"So you swallow it all down, I suppose? Are you happy here in
Frankfurt?"

"Yes," was the low answer; but it sounded more like "No."

"And where did you live with your grandfather?"

"Up on the mountain."

"That wasn't very amusing; rather dull at times, eh?"

"No, no, it was beautiful, beautiful!" Heidi could go no further; the remembrance of the past, the excitement she had just gone through, the long suppressed weeping, were too much for the child's strength; the tears began to fall fast, and she broke into violent weeping.

The doctor stood up and laid her head kindly down on the pillow. "There, there, go on crying, it will do you good, and then go to sleep; it will be all right to-morrow."

Then he left the room and went downstairs to Herr Sesemann; when he was once more sitting in the armchair opposite his friend, "Sesemann," he said, "let me first tell you that your little charge is a sleep-walker; she is the ghost who has nightly opened the front door and put your household into this fever of alarm. Secondly, the child is consumed with homesickness, to such an extent that she is nearly a skeleton already, and soon will be quite one; something must be done at once. For the first trouble, due to her over-excited nerves, there is but one remedy, to send her back to her native mountain air; and for the second trouble there is also but one cure, and that the same. So to- morrow the child must start for home; there you have my prescription."
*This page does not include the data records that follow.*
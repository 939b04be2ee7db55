pub mod build_info;

use tracing_subscriber::{fmt, EnvFilter};

/// Installs the global fmt subscriber writing to stderr.
///
/// `RUST_LOG` wins over `default_filter`; an unparsable filter falls back to
/// [`crate::DEFAULT_LOG_FILTER`].
pub fn init_tracing(default_filter: &str) {
    let filter = EnvFilter::try_from_default_env()
        .or_else(|_| EnvFilter::try_new(default_filter))
        .unwrap_or_else(|_| EnvFilter::new(crate::DEFAULT_LOG_FILTER));

    let _ = fmt()
        .with_env_filter(filter)
        .with_writer(std::io::stderr)
        .try_init();
}
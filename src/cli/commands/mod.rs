pub mod auth;
pub mod category;
pub mod config;
pub mod expense;
pub mod report;
pub mod system;

use crate::cli::registry::{CommandEntry, CommandRegistry};

pub(crate) fn all_entries() -> Vec<CommandEntry> {
    let mut commands = Vec::new();
    commands.extend(auth::definitions());
    commands.extend(category::definitions());
    commands.extend(expense::definitions());
    commands.extend(report::definitions());
    commands.extend(config::definitions());
    commands.extend(system::definitions());
    commands
}

pub(crate) fn register_all(registry: &mut CommandRegistry) {
    for entry in all_entries() {
        registry.register(entry);
    }
}
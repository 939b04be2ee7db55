//! tally-core
//!
//! Client-side synchronisation and aggregation for Tally.
//! Depends on tally-domain. No HTTP, no terminal I/O: the remote API is consumed
//! through the [`FinanceApi`] and [`AuthApi`] contracts.

pub mod aggregation;
pub mod budget;
pub mod credential;
pub mod error;
pub mod remote;
pub mod store;
pub mod summary_service;

pub use aggregation::{aggregate, UNCATEGORIZED_COLOR, UNCATEGORIZED_NAME};
pub use budget::{budget_usage, BudgetUsage};
pub use credential::CredentialContext;
pub use error::{CoreError, CoreResult, ErrorKind};
pub use remote::{AuthApi, FinanceApi};
pub use store::{
    CategoryCollection, CategoryStore, Collection, CollectionStore, Completion,
    DeleteConfirmation, ExpenseCollection, ExpenseScope, ExpenseStore,
};
pub use summary_service::SummaryService;
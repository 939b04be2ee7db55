use std::collections::HashMap;

use crate::cli::core::CommandResult;
use crate::cli::shell_context::ShellContext;

pub type CommandHandler = fn(&mut ShellContext, &[&str]) -> CommandResult;

pub struct CommandEntry {
    pub name: &'static str,
    pub description: &'static str,
    pub usage: &'static str,
    pub handler: CommandHandler,
}

impl CommandEntry {
    pub const fn new(
        name: &'static str,
        description: &'static str,
        usage: &'static str,
        handler: CommandHandler,
    ) -> Self {
        Self {
            name,
            description,
            usage,
            handler,
        }
    }
}

/// Command table keyed by lowercase name, remembering registration order.
#[derive(Default)]
pub struct CommandRegistry {
    commands: HashMap<&'static str, CommandEntry>,
    order: Vec<&'static str>,
}

impl CommandRegistry {
    pub fn new() -> Self {
        Self::default()
    }

    pub fn register(&mut self, entry: CommandEntry) {
        let name = entry.name;
        if self.commands.insert(name, entry).is_none() {
            self.order.push(name);
        }
    }

    pub fn get(&self, name: &str) -> Option<&CommandEntry> {
        self.commands.get(name)
    }

    pub fn list(&self) -> Vec<&CommandEntry> {
        self.order
            .iter()
            .filter_map(|name| self.commands.get(name))
            .collect()
    }

    pub fn names(&self) -> impl Iterator<Item = &'static str> + '_ {
        self.order.iter().copied()
    }

    pub fn handler(&self, name: &str) -> Option<CommandHandler> {
        self.commands.get(name).map(|entry| entry.handler)
    }

    /// Closest registered name within a small edit distance.
    pub fn closest(&self, input: &str) -> Option<&'static str> {
        let needle = input.to_lowercase();
        self.names()
            .map(|name| (strsim::levenshtein(name, &needle), name))
            .min_by_key(|(distance, _)| *distance)
            .filter(|(distance, _)| *distance <= 3)
            .map(|(_, name)| name)
    }
}

#[cfg(test)]
mod tests {
    use super::*;

    fn noop(_: &mut ShellContext, _: &[&str]) -> CommandResult {
        Ok(())
    }

    #[test]
    fn keeps_registration_order_and_suggests() {
        let mut registry = CommandRegistry::new();
        registry.register(CommandEntry::new("summary", "", "", noop));
        registry.register(CommandEntry::new("categories", "", "", noop));
        registry.register(CommandEntry::new("summary", "dup", "", noop));

        assert_eq!(registry.names().collect::<Vec<_>>(), ["summary", "categories"]);
        assert_eq!(registry.closest("sumary"), Some("summary"));
        assert_eq!(registry.closest("xyzzyplugh"), None);
    }
}
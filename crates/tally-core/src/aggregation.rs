//! Monthly spending summary derived from a flat expense list.

use std::collections::HashMap;

use tally_domain::{CategoryTotal, Expense, MonthlySummary};

/// Breakdown name used for expenses without a category.
pub const UNCATEGORIZED_NAME: &str = "Uncategorized";

/// Display color of the uncategorized bucket.
pub const UNCATEGORIZED_COLOR: &str = "#cbd5e1";

/// Sums `expenses` into a total and a per-category breakdown.
///
/// Entries are keyed by category display name, not identifier: two categories
/// sharing a name end up in one entry, colored by whichever was seen first.
/// The breakdown order is unspecified.
pub fn aggregate(expenses: &[Expense]) -> MonthlySummary {
    let mut total = 0.0;
    let mut by_name: HashMap<&str, CategoryTotal> = HashMap::new();

    for expense in expenses {
        let (name, color) = match expense.category.as_ref() {
            Some(category) => (category.name.as_str(), category.display_color()),
            None => (UNCATEGORIZED_NAME, UNCATEGORIZED_COLOR),
        };
        total += expense.amount;
        by_name
            .entry(name)
            .or_insert_with(|| CategoryTotal {
                name: name.to_string(),
                amount: 0.0,
                color: color.to_string(),
            })
            .amount += expense.amount;
    }

    MonthlySummary {
        total,
        breakdown: by_name.into_values().collect(),
    }
}
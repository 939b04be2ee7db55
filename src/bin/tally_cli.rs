use tally::{cli::run_cli, init_with_filter, DEFAULT_LOG_FILTER};
use tally_config::ConfigManager;

fn main() {
    let filter = ConfigManager::from_env()
        .and_then(|manager| manager.load())
        .map(|config| config.log_filter)
        .unwrap_or_else(|_| DEFAULT_LOG_FILTER.to_string());
    init_with_filter(&filter);

    if let Err(err) = run_cli() {
        eprintln!("Error: {err}");
        std::process::exit(1);
    }
}
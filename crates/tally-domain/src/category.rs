//! Budget categories as served by the remote API.

use serde::{Deserialize, Serialize};

use crate::common::*;

/// Color used when the server returns a category without a display token.
pub const FALLBACK_CATEGORY_COLOR: &str = "#6366f1";

/// Color preselected for new categories.
pub const DEFAULT_DRAFT_COLOR: &str = "#000000";

/// A user-defined budget grouping.
#[derive(Debug, Clone, Serialize, Deserialize, PartialEq)]
#[serde(rename_all = "camelCase")]
pub struct Category {
    pub id: CategoryId,
    pub name: String,
    #[serde(default)]
    pub monthly_budget: Option<f64>,
    #[serde(default)]
    pub color: Option<String>,
}

impl Category {
    pub fn new(id: CategoryId, name: impl Into<String>) -> Self {
        Self {
            id,
            name: name.into(),
            monthly_budget: None,
            color: None,
        }
    }

    pub fn with_budget(mut self, amount: f64) -> Self {
        self.monthly_budget = Some(amount);
        self
    }

    pub fn with_color(mut self, color: impl Into<String>) -> Self {
        self.color = Some(color.into());
        self
    }

    /// Returns the declared color, or the fallback token when none is set.
    pub fn display_color(&self) -> &str {
        self.color
            .as_deref()
            .filter(|value| !value.trim().is_empty())
            .unwrap_or(FALLBACK_CATEGORY_COLOR)
    }

    /// Builds an edit payload pre-populated from this category.
    ///
    /// A missing color becomes the color the category is displayed with.
    pub fn to_draft(&self) -> CategoryDraft {
        CategoryDraft {
            name: self.name.clone(),
            monthly_budget: self.monthly_budget,
            color: self.display_color().to_string(),
        }
    }
}

impl Identifiable for Category {
    fn id(&self) -> i64 {
        self.id
    }
}

impl NamedEntity for Category {
    fn name(&self) -> &str {
        &self.name
    }
}

/// Create/update payload for a category.
#[derive(Debug, Clone, Serialize, Deserialize, PartialEq)]
#[serde(rename_all = "camelCase")]
pub struct CategoryDraft {
    pub name: String,
    pub monthly_budget: Option<f64>,
    pub color: String,
}

impl CategoryDraft {
    pub fn new(name: impl Into<String>) -> Self {
        Self {
            name: name.into(),
            monthly_budget: None,
            color: DEFAULT_DRAFT_COLOR.to_string(),
        }
    }

    pub fn with_budget(mut self, amount: Option<f64>) -> Self {
        self.monthly_budget = amount;
        self
    }

    pub fn with_color(mut self, color: impl Into<String>) -> Self {
        self.color = color.into();
        self
    }
}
Herr Sesemann had arisen and now paced up and down the room in the greatest state of concern.

"What!" he exclaimed, "the child a sleep-walker and ill! Home- sick, and grown emaciated in my house! All this has taken place in my house and no one seen or known anything about it! And you mean, doctor, that the child who came here happy and healthy, I am to send back to her grandfather a miserable little skeleton? I can't do it; you cannot dream of my doing such a thing! Take the child in hand, do with her what you will, and make her whole and sound, and then she shall go home; but you must do something first."